[PROVIDED RECORDS]
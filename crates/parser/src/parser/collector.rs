//! A handler that gathers one message into owned values.
//!
//! [`ParsedMessage`] keeps the target, header fields and body of the message
//! currently being parsed, together with the method and status code read from
//! the parser state. A new message clears whatever the previous one left.

use bytes::{Bytes, BytesMut};
use http::header::{HeaderName, HeaderValue};
use http::{HeaderMap, Method, Request, Response, StatusCode, Version};

use crate::ensure;
use crate::parser::ParserHandler;
use crate::protocol::{get_method_name, get_status_code, ParseError, ParserState, UNKNOWN_METHOD};

/// The collected pieces of the last message seen by a parser.
///
/// # Example
///
/// ```
/// use micro_http_parser::parser::{HttpParser, ParsedMessage};
///
/// let mut message = ParsedMessage::default();
/// let mut parser = HttpParser::request();
/// parser.execute(&mut message, b"POST /upload HTTP/1.1\r\nContent-Length: 3\r\n\r\nabc");
///
/// let request = message.into_request().unwrap();
/// assert_eq!(request.method(), "POST");
/// assert_eq!(request.uri(), "/upload");
/// assert_eq!(request.body().as_ref(), b"abc");
/// ```
#[derive(Debug, Default)]
pub struct ParsedMessage {
    method: Option<Method>,
    url: Option<String>,
    status_code: Option<u16>,
    version: Option<Version>,
    headers: HeaderMap,
    pending_name: Option<HeaderName>,
    body: BytesMut,
    keep_alive: bool,
    complete: bool,
}

impl ParsedMessage {
    pub fn method(&self) -> Option<&Method> {
        self.method.as_ref()
    }

    pub fn url(&self) -> Option<&str> {
        self.url.as_deref()
    }

    /// The response status code; `None` for requests.
    pub fn status_code(&self) -> Option<u16> {
        self.status_code
    }

    pub fn version(&self) -> Option<Version> {
        self.version
    }

    pub fn headers(&self) -> &HeaderMap {
        &self.headers
    }

    pub fn body(&self) -> &[u8] {
        &self.body
    }

    pub fn should_keep_alive(&self) -> bool {
        self.keep_alive
    }

    pub fn is_message_complete(&self) -> bool {
        self.complete
    }

    /// Builds a request from a complete message.
    ///
    /// # Errors
    ///
    /// Fails with [`ParseError::IncompleteMessage`] if the message has not
    /// completed or lacks a method or a target.
    pub fn into_request(self) -> Result<Request<Bytes>, ParseError> {
        ensure!(self.complete, ParseError::incomplete_message("request is not complete"));
        let method = self.method.ok_or_else(|| ParseError::incomplete_message("missing request method"))?;
        let url = self.url.ok_or_else(|| ParseError::incomplete_message("missing request target"))?;

        let mut request = Request::builder()
            .method(method)
            .uri(url)
            .version(self.version.unwrap_or(Version::HTTP_11))
            .body(self.body.freeze())
            .map_err(|_| ParseError::InvalidUri)?;
        *request.headers_mut() = self.headers;
        Ok(request)
    }

    /// Builds a response from a complete message.
    ///
    /// # Errors
    ///
    /// Fails with [`ParseError::IncompleteMessage`] if the message has not
    /// completed or lacks a status code.
    pub fn into_response(self) -> Result<Response<Bytes>, ParseError> {
        ensure!(self.complete, ParseError::incomplete_message("response is not complete"));
        let code = self.status_code.ok_or_else(|| ParseError::incomplete_message("missing status code"))?;
        let status = StatusCode::from_u16(code).map_err(|_| ParseError::InvalidStatus)?;

        let mut response = Response::new(self.body.freeze());
        *response.status_mut() = status;
        *response.version_mut() = self.version.unwrap_or(Version::HTTP_11);
        *response.headers_mut() = self.headers;
        Ok(response)
    }

    fn read_state(&mut self, state: &ParserState) {
        let method_name = get_method_name(state);
        self.method = match method_name {
            UNKNOWN_METHOD => None,
            name => Method::from_bytes(name.as_bytes()).ok(),
        };
        self.status_code = Some(get_status_code(state)).filter(|code| *code != 0);
        self.version = state.version();
        self.keep_alive = state.should_keep_alive();
    }
}

impl ParserHandler for ParsedMessage {
    fn on_message_begin(&mut self) -> bool {
        *self = Self::default();
        true
    }

    fn on_url(&mut self, url: &[u8]) -> bool {
        match std::str::from_utf8(url) {
            Ok(url) => {
                self.url = Some(url.to_owned());
                true
            }
            Err(_) => false,
        }
    }

    fn on_header_field(&mut self, name: &[u8]) -> bool {
        self.pending_name = HeaderName::from_bytes(name).ok();
        self.pending_name.is_some()
    }

    fn on_header_value(&mut self, value: &[u8]) -> bool {
        let (Some(name), Ok(value)) = (self.pending_name.take(), HeaderValue::from_bytes(value)) else {
            return false;
        };
        self.headers.append(name, value);
        true
    }

    fn on_headers_complete(&mut self, state: &ParserState) -> bool {
        self.read_state(state);
        true
    }

    fn on_body(&mut self, chunk: &[u8]) -> bool {
        self.body.extend_from_slice(chunk);
        true
    }

    fn on_message_complete(&mut self, state: &ParserState) -> bool {
        self.read_state(state);
        self.complete = true;
        true
    }
}

#[cfg(test)]
mod tests {
    use super::*;
    use crate::parser::HttpParser;
    use crate::protocol::ParserStateView;
    use http::header::{CONTENT_TYPE, HOST};
    use indoc::indoc;

    #[test]
    fn collect_request() {
        let mut message = ParsedMessage::default();
        let mut parser = HttpParser::request();
        let input = indoc! {r##"
        GET /index.html?page=2 HTTP/1.1
        Host: 127.0.0.1:8080
        Accept: text/html
        Accept: application/json

        "##}
        .replace('\n', "\r\n");

        parser.execute(&mut message, input.as_bytes());

        assert!(message.is_message_complete());
        assert!(message.should_keep_alive());
        assert_eq!(message.status_code(), None);

        let request = message.into_request().unwrap();
        assert_eq!(request.method(), Method::GET);
        assert_eq!(request.uri().path(), "/index.html");
        assert_eq!(request.uri().query(), Some("page=2"));
        assert_eq!(request.version(), Version::HTTP_11);
        assert_eq!(request.headers().get(HOST).unwrap(), "127.0.0.1:8080");
        assert_eq!(request.headers().get_all("accept").iter().count(), 2);
        assert!(request.body().is_empty());
    }

    #[test]
    fn collect_chunked_body() {
        let mut message = ParsedMessage::default();
        let mut parser = HttpParser::request();

        parser.execute(&mut message, b"POST /a HTTP/1.1\r\nTransfer-Encoding: chunked\r\n\r\n4\r\nwiki\r\n");
        assert!(!message.is_message_complete());
        assert_eq!(message.body(), b"wiki");

        parser.execute(&mut message, b"5\r\npedia\r\n0\r\n\r\n");
        assert!(message.is_message_complete());
        assert_eq!(message.body(), b"wikipedia");
    }

    #[test]
    fn collect_response() {
        let mut message = ParsedMessage::default();
        let mut parser = HttpParser::response();

        parser.execute(&mut message, b"HTTP/1.1 201 Created\r\nContent-Type: text/plain\r\nContent-Length: 2\r\n\r\nok");

        assert_eq!(message.method(), None);
        let response = message.into_response().unwrap();
        assert_eq!(response.status(), StatusCode::CREATED);
        assert_eq!(response.headers().get(CONTENT_TYPE).unwrap(), "text/plain");
        assert_eq!(response.body().as_ref(), b"ok");
    }

    #[test]
    fn incomplete_request() {
        let mut message = ParsedMessage::default();
        let mut parser = HttpParser::request();

        parser.execute(&mut message, b"POST / HTTP/1.1\r\nContent-Length: 10\r\n\r\nabc");

        assert_eq!(message.method(), Some(&Method::POST));
        assert!(matches!(message.into_request(), Err(ParseError::IncompleteMessage { .. })));
    }

    #[test]
    fn next_message_clears_previous() {
        let mut message = ParsedMessage::default();
        let mut parser = HttpParser::request();

        parser.execute(&mut message, b"POST /a HTTP/1.1\r\nX-First: 1\r\nContent-Length: 1\r\n\r\nx");
        parser.execute(&mut message, b"GET /b HTTP/1.1\r\n\r\n");

        assert_eq!(parser.method_name(), "GET");
        assert_eq!(message.url(), Some("/b"));
        assert!(message.headers().get("x-first").is_none());
        assert!(message.body().is_empty());
    }
}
[/PROVIDED RECORDS]
### ABOUT THIS TASK:
What is needed is a verbatim copy of every line in the records above from the one containing "self.status_code = Some(get_status_code(state)).filter(|code|" down to the one containing "self.body.extend_from_slice(chunk);", both included, and nothing more.

### SOLUTION TO THIS EXERCISE:
        self.status_code = Some(get_status_code(state)).filter(|code| *code != 0);
        self.version = state.version();
        self.keep_alive = state.should_keep_alive();
    }
}

impl ParserHandler for ParsedMessage {
    fn on_message_begin(&mut self) -> bool {
        *self = Self::default();
        true
    }

    fn on_url(&mut self, url: &[u8]) -> bool {
        match std::str::from_utf8(url) {
            Ok(url) => {
                self.url = Some(url.to_owned());
                true
            }
            Err(_) => false,
        }
    }

    fn on_header_field(&mut self, name: &[u8]) -> bool {
        self.pending_name = HeaderName::from_bytes(name).ok();
        self.pending_name.is_some()
    }

    fn on_header_value(&mut self, value: &[u8]) -> bool {
        let (Some(name), Ok(value)) = (self.pending_name.take(), HeaderValue::from_bytes(value)) else {
            return false;
        };
        self.headers.append(name, value);
        true
    }

    fn on_headers_complete(&mut self, state: &ParserState) -> bool {
        self.read_state(state);
        true
    }

    fn on_body(&mut self, chunk: &[u8]) -> bool {
        self.body.extend_from_slice(chunk);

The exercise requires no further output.